Activity by claims management companies (CMCs) in the area of holiday sickness is “much reduced”, the regulator has claimed.
The Claims Management Regulator (CMR) said it made the finding after completing an “intensive audit” and investigation.
The work came ahead of the government bringing holiday sickness claims within the scope of fixed recoverable costs, which should happen before the summer holiday season.
“Although claims management activity is much reduced in this area”, the CMR said it would continue to monitor the market and respond to allegations of misconduct.
“A recent intelligence gathering exercise led to the regulator identifying 12 unauthorised businesses potentially involved in this sector. Further investigation and enforcement action is progressing in respect of those businesses.”
Steve Heapy, chief executive of Jet2holidays, has said in recent times that the company was “winning the war” on fraudulent holiday sickness claims and there had been a “significant” reduction in the number of new claims coming in.
In the latest quarterly report on enforcement, the CMR said that in the personal injury sector generally, call centres which misled consumers were being targeted.
The regulator said it had visited 22 personal injury CMCs, issued 16 warnings and was continuing investigations into three firms.
On nuisance calls, a “key compliance priority”, the CMR said it had issued six warnings and continued its investigations into 21 firms “engaged in suspected non-compliant direct marketing”.

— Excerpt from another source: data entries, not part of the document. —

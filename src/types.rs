// Core data structures shared by the pipeline: raw spreadsheet rows, the
// normalized record every aggregation works on, and the aggregate/insight
// output shapes.
use chrono::NaiveDate;
use serde::Serialize;
use serde_json::{Map, Value};

/// One decoded spreadsheet row: column label → cell value.
///
/// Labels are whatever the sheet used (any case, any language), so no
/// schema is imposed until `normalize::normalize_row`.
pub type RawRow = Map<String, Value>;

/// Fully normalized sales record.
///
/// By the time a `NormalizedRow` exists we have:
/// - resolved every column through the alias table,
/// - parsed the primary date (rows without one never get here),
/// - coerced amount/quantity to finite numbers, and
/// - filled sentinels for missing labels.
#[derive(Debug, Clone, PartialEq, Serialize)]
pub struct NormalizedRow {
    pub client: String,
    pub rep: String,
    pub item: String,
    pub region: String,
    pub category: String,
    pub date: Option<NaiveDate>,
    pub month_key: String,
    pub week_key: String,
    pub amount: f64,
    pub quantity: f64,
    pub design: bool,
    pub planning: bool,
}

#[derive(Debug, Clone, Copy, Default, PartialEq, Eq, Serialize)]
pub struct FlagCounts {
    pub design: usize,
    pub planning: usize,
}

/// Running totals for one group value (one client, one month, ...).
#[derive(Debug, Clone, PartialEq, Serialize)]
pub struct AggregateBucket {
    pub label: String,
    pub amount: f64,
    pub quantity: f64,
    pub order_count: usize,
    #[serde(skip_serializing_if = "Option::is_none")]
    pub flags: Option<FlagCounts>,
}

impl AggregateBucket {
    pub fn new(label: impl Into<String>, with_flags: bool) -> Self {
        Self {
            label: label.into(),
            amount: 0.0,
            quantity: 0.0,
            order_count: 0,
            flags: with_flags.then(FlagCounts::default),
        }
    }
}

/// A templated recommendation derived from the ranked aggregates.
#[derive(Debug, Clone, PartialEq, Eq, Serialize)]
pub struct Insight {
    pub title: String,
    pub detail: String,
}

impl Insight {
    pub fn new(title: impl Into<String>, detail: impl Into<String>) -> Self {
        Self {
            title: title.into(),
            detail: detail.into(),
        }
    }
}

/// The normalized rows of one upload plus what was lost on the way.
#[derive(Debug, Clone, Default, Serialize)]
pub struct Dataset {
    pub rows: Vec<NormalizedRow>,
    pub total_rows: usize,
    pub dropped_rows: usize,
}

/// Headline figures shown above the tables.
#[derive(Debug, Clone, Default, PartialEq, Serialize)]
pub struct Summary {
    pub total_amount: f64,
    pub total_quantity: f64,
    pub order_count: usize,
    pub average_order_value: f64,
    pub client_count: usize,
    pub item_count: usize,
    pub first_date: Option<NaiveDate>,
    pub last_date: Option<NaiveDate>,
}
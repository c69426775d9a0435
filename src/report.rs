// Presentation of an `Analysis`: console tables, per-dimension CSV exports
// and a full JSON dump.
use crate::aggregate::GroupKey;
use crate::config::EngineConfig;
use crate::error::InsightError;
use crate::format::{format_currency, format_quantity};
use crate::pipeline::Analysis;
use crate::rank::top_n;
use crate::types::AggregateBucket;
use std::fs;
use std::io::{self, Write};
use std::path::{Path, PathBuf};
use tracing::info;

const EXPORTED: [(GroupKey, &str); 7] = [
    (GroupKey::Client, "sales_by_client.csv"),
    (GroupKey::Item, "sales_by_item.csv"),
    (GroupKey::Rep, "sales_by_rep.csv"),
    (GroupKey::Region, "sales_by_region.csv"),
    (GroupKey::Category, "sales_by_category.csv"),
    (GroupKey::Month, "sales_by_month.csv"),
    (GroupKey::Week, "sales_by_week.csv"),
];

pub fn print_analysis(analysis: &Analysis, config: &EngineConfig) -> io::Result<()> {
    let stdout = io::stdout();
    let mut out = stdout.lock();
    write_analysis(&mut out, analysis, config)?;
    out.flush()
}

pub fn write_analysis<W: Write>(
    out: &mut W,
    analysis: &Analysis,
    config: &EngineConfig,
) -> io::Result<()> {
    let symbol = &config.currency_symbol;
    let summary = &analysis.summary;
    let dataset = &analysis.dataset;

    writeln!(out, "Sales Insight Report")?;
    writeln!(
        out,
        "({} rows loaded, {} kept, {} dropped without a valid date)",
        dataset.total_rows,
        dataset.rows.len(),
        dataset.dropped_rows
    )?;
    writeln!(out)?;
    writeln!(out, "Total sales:         {}", format_currency(summary.total_amount, symbol))?;
    writeln!(out, "Orders:              {}", summary.order_count)?;
    writeln!(out, "Units:               {}", format_quantity(summary.total_quantity))?;
    writeln!(
        out,
        "Average order value: {}",
        format_currency(summary.average_order_value, symbol)
    )?;
    writeln!(
        out,
        "Monthly average:     {}",
        format_currency(analysis.monthly_average, symbol)
    )?;
    if let (Some(first), Some(last)) = (summary.first_date, summary.last_date) {
        writeln!(out, "Period:              {first} - {last}")?;
    }
    writeln!(out)?;

    let aggregates = &analysis.aggregates;
    write_table(out, "Top clients", top_n(&aggregates.by_client, config.top_clients), symbol)?;
    write_table(out, "Top items", top_n(&aggregates.by_item, config.top_items), symbol)?;
    write_table(out, "Sales by rep", &aggregates.by_rep, symbol)?;
    write_table(out, "Recent months", top_n(&aggregates.by_month, config.top_periods), symbol)?;
    write_table(out, "Recent weeks", top_n(&aggregates.by_week, config.top_periods), symbol)?;

    writeln!(out, "Insights")?;
    writeln!(out, "{}", "-".repeat(60))?;
    for insight in &analysis.insights {
        writeln!(out, "* {}", insight.title)?;
        writeln!(out, "  {}", insight.detail)?;
    }
    Ok(())
}

fn write_table<W: Write>(
    out: &mut W,
    title: &str,
    buckets: &[AggregateBucket],
    symbol: &str,
) -> io::Result<()> {
    if buckets.is_empty() {
        return Ok(());
    }
    writeln!(out, "{title}")?;
    writeln!(
        out,
        "| {:<24} | {:>15} | {:>10} | {:>8} |",
        "Label", "Amount", "Quantity", "Orders"
    )?;
    writeln!(out, "{}", "-".repeat(70))?;
    for b in buckets {
        writeln!(
            out,
            "| {:<24} | {:>15} | {:>10} | {:>8} |",
            b.label,
            format_currency(b.amount, symbol),
            format_quantity(b.quantity),
            b.order_count
        )?;
    }
    writeln!(out)
}

/// Write one CSV per grouping dimension into `dir` and return the paths.
pub fn export_csv(dir: &Path, analysis: &Analysis) -> Result<Vec<PathBuf>, InsightError> {
    fs::create_dir_all(dir)?;
    let mut written = Vec::with_capacity(EXPORTED.len());
    for (key, file_name) in EXPORTED {
        let path = dir.join(file_name);
        let mut wtr = csv::Writer::from_path(&path)?;
        wtr.write_record(["Label", "Amount", "Quantity", "Orders", "Design", "Planning"])?;
        for b in analysis.aggregates.get(key) {
            let (design, planning) = match b.flags {
                Some(f) => (f.design.to_string(), f.planning.to_string()),
                None => (String::new(), String::new()),
            };
            wtr.write_record(&[
                b.label.clone(),
                format!("{:.2}", b.amount),
                format!("{:.2}", b.quantity),
                b.order_count.to_string(),
                design,
                planning,
            ])?;
        }
        wtr.flush()?;
        written.push(path);
    }
    info!(files = written.len(), dir = %dir.display(), "exported CSV tables");
    Ok(written)
}

pub fn export_json(path: &Path, analysis: &Analysis) -> Result<(), InsightError> {
    let mut writer = io::BufWriter::new(fs::File::create(path)?);
    serde_json::to_writer_pretty(&mut writer, analysis)?;
    writer.flush()?;
    info!(path = %path.display(), "exported JSON analysis");
    Ok(())
}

The authorisation of Wigan-based UK Claims Surgery was cancelled after it sent marketing texts without consent and supplied “false and misleading” information to the regulator.
DMR Financial, based in Llanelli, was fined £1,950 for making unsolicited calls to individuals registered on the Telephone Preference Service, failing to conduct “due diligence” on data and submitting “generic and unsubstantiated” claims to lenders.
New investigations were launched into Click Me and the Consumer Compensation Bureau, both based in Manchester, for suspected direct marketing breaches.
The CMR said that during the last quarter it had received 127 notifications of businesses trading without authorisation, resulting in three warnings and one new investigation.
The regulator said PPI remained the most active area in the financial claims sector, with advertising increasing in 2017 and 2018.
The Financial Conduct Authority (FCA) is due to take over the regulation of CMCs from the CMR next year.
Earlier this month the Treasury announced that CMCs which wanted to go beyond finding and referring claims, and also provide advice, would have to obtain separate permissions for every area of work they wanted to operate in, such as personal injury or financial services.